Data for the task:
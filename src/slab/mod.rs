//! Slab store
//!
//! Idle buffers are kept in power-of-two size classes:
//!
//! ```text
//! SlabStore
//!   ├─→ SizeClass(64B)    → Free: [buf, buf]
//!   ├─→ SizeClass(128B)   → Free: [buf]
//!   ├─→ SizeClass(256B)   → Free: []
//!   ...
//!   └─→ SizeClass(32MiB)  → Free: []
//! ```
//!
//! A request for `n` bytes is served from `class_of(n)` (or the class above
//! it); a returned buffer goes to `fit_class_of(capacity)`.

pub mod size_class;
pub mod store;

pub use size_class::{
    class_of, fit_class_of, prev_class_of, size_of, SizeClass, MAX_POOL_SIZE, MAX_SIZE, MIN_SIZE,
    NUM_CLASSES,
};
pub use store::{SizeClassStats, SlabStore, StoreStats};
...
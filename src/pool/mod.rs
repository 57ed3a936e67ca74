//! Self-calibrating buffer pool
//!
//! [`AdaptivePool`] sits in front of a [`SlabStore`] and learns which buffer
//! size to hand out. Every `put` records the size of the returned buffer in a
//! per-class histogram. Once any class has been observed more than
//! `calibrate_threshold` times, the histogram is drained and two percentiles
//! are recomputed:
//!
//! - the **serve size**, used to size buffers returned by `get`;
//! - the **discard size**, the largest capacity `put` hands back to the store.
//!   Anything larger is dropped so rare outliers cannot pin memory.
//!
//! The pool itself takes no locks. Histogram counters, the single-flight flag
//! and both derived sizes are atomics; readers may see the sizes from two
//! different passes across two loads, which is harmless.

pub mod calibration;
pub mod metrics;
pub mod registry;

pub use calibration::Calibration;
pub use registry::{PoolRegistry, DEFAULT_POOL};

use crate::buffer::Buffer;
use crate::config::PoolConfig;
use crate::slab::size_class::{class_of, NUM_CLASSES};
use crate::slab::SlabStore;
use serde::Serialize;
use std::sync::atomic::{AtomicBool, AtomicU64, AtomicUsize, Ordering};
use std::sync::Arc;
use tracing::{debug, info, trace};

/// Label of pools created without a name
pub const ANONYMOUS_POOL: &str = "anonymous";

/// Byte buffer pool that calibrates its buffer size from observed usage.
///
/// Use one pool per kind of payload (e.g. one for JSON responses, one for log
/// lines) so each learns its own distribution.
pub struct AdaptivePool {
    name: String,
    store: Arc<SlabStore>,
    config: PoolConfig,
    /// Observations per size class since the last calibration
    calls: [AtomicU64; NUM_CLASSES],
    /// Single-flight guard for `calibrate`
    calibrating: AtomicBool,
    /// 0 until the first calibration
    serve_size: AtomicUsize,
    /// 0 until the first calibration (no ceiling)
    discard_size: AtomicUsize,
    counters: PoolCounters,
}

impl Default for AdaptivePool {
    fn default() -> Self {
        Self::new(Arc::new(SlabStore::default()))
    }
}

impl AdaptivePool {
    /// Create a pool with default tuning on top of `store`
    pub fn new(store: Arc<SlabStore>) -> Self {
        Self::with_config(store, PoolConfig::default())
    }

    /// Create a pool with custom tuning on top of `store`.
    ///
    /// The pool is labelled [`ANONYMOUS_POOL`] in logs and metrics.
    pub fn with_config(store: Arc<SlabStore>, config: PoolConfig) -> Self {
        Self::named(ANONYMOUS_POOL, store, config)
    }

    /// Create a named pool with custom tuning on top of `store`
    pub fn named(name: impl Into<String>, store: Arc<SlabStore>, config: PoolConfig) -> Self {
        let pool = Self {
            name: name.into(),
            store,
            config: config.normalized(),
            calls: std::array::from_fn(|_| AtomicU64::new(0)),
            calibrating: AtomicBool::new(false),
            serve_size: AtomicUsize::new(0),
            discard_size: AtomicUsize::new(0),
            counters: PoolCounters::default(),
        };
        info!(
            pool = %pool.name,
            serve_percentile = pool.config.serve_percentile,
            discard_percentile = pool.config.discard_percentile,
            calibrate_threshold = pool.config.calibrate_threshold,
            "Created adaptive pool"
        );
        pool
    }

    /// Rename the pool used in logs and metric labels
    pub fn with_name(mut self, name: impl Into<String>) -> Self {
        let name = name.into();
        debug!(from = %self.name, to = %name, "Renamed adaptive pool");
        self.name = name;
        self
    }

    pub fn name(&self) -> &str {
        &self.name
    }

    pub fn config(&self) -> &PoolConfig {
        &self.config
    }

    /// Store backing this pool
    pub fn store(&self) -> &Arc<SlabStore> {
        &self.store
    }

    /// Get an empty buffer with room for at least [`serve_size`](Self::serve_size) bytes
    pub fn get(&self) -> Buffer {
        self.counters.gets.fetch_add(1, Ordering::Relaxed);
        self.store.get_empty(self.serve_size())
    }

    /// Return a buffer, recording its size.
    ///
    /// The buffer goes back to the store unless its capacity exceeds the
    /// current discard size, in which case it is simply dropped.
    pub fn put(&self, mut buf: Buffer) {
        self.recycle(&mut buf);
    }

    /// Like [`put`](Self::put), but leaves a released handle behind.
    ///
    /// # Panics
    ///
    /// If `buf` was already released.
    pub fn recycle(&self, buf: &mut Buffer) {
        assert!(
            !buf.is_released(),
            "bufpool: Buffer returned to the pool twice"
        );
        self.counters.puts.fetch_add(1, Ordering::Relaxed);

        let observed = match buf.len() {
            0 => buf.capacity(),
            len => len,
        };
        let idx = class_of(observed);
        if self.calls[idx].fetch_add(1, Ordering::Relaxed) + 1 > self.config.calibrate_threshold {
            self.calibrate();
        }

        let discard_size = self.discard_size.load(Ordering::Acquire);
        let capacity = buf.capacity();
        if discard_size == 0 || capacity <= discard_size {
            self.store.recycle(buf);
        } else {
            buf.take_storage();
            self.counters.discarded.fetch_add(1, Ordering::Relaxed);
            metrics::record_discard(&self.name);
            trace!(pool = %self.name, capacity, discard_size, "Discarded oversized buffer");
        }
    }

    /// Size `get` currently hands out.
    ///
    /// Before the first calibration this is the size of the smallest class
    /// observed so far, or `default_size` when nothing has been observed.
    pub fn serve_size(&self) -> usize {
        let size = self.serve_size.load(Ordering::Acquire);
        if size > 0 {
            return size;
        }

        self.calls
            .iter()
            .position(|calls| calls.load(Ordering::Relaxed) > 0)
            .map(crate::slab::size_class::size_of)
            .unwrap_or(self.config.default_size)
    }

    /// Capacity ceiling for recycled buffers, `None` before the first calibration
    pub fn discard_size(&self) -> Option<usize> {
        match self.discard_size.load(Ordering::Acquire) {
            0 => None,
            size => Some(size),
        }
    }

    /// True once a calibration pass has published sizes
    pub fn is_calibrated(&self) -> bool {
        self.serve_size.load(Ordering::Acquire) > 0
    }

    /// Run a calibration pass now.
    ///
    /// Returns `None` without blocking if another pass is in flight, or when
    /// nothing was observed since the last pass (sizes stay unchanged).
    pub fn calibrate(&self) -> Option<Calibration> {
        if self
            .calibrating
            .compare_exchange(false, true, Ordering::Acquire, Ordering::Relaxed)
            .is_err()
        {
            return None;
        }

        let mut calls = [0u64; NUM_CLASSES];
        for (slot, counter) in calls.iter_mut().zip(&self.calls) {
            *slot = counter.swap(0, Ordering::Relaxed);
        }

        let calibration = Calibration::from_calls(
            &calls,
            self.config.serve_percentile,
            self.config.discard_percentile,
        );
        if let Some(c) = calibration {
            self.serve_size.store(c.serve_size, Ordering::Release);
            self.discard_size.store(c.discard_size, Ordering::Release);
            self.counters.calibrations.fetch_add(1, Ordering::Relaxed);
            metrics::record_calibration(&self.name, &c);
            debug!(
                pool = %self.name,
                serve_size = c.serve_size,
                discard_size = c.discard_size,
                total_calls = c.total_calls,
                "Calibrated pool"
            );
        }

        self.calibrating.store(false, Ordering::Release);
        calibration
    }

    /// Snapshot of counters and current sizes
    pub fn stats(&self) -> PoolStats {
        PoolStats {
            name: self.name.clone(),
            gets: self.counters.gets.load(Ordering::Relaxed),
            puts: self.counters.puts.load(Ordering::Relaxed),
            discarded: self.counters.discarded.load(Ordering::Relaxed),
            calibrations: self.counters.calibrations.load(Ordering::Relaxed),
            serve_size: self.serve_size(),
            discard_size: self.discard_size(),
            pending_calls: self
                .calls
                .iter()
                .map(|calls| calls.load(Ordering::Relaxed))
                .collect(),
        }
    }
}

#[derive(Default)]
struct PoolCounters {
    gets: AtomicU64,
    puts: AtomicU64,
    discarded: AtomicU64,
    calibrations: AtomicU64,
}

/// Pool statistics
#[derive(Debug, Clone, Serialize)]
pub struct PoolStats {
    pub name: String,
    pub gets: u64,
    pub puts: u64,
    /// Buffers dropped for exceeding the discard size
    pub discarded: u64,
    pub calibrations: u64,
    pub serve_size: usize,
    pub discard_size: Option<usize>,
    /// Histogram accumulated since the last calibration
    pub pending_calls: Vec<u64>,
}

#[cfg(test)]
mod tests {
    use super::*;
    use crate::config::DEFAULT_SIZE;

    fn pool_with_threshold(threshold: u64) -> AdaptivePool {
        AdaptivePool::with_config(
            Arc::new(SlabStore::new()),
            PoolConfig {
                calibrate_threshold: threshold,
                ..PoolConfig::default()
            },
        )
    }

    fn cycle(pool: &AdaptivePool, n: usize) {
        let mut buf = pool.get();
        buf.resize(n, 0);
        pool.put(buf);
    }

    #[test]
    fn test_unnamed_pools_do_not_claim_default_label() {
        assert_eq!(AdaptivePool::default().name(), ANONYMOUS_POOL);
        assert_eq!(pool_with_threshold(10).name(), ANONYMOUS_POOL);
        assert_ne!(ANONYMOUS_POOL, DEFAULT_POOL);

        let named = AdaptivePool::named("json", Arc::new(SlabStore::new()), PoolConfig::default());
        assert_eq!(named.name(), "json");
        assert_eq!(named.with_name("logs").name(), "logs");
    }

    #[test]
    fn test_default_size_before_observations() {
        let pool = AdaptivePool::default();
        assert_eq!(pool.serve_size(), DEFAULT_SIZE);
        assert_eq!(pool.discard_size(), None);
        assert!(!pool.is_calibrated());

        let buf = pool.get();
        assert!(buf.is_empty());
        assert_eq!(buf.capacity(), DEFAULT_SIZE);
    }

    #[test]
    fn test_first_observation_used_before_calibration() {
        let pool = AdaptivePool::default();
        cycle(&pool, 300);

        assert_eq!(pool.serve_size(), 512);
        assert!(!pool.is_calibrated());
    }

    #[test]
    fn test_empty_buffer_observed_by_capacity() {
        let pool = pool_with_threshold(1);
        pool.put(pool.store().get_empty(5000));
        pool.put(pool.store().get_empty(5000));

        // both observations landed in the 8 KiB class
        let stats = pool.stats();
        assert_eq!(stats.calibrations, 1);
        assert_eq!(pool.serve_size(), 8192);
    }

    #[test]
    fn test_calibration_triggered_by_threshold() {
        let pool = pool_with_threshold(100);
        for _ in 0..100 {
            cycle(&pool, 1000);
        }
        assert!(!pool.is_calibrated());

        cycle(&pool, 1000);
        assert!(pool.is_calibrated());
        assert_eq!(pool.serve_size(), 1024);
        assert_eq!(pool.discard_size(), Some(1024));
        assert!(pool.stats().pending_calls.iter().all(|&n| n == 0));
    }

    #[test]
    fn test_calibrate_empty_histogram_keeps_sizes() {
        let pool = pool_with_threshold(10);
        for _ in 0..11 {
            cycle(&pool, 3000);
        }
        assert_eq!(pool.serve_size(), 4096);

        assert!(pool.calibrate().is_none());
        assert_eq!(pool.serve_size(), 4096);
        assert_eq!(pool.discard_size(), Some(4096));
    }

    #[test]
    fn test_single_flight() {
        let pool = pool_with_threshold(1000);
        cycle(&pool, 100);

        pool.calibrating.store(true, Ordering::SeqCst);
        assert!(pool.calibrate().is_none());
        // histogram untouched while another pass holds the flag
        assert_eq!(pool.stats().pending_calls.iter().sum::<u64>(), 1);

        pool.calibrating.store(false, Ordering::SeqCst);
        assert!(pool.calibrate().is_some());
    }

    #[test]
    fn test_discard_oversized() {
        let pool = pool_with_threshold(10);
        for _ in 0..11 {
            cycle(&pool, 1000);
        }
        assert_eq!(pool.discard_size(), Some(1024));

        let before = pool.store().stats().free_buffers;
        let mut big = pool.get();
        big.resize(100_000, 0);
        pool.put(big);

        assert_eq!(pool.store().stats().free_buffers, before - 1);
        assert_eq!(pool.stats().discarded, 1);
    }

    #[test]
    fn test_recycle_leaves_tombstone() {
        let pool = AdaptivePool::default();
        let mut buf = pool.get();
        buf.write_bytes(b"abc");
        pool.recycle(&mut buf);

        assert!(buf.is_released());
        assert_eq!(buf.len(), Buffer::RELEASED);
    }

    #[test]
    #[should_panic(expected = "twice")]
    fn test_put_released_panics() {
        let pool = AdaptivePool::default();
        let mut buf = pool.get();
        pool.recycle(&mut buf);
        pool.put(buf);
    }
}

Assigned task: Filter the entries above and copy only the lines that hold "both".

Output for this exercise:
//! and both derived sizes are atomics; readers may see the sizes from two
        // both observations landed in the 8 KiB class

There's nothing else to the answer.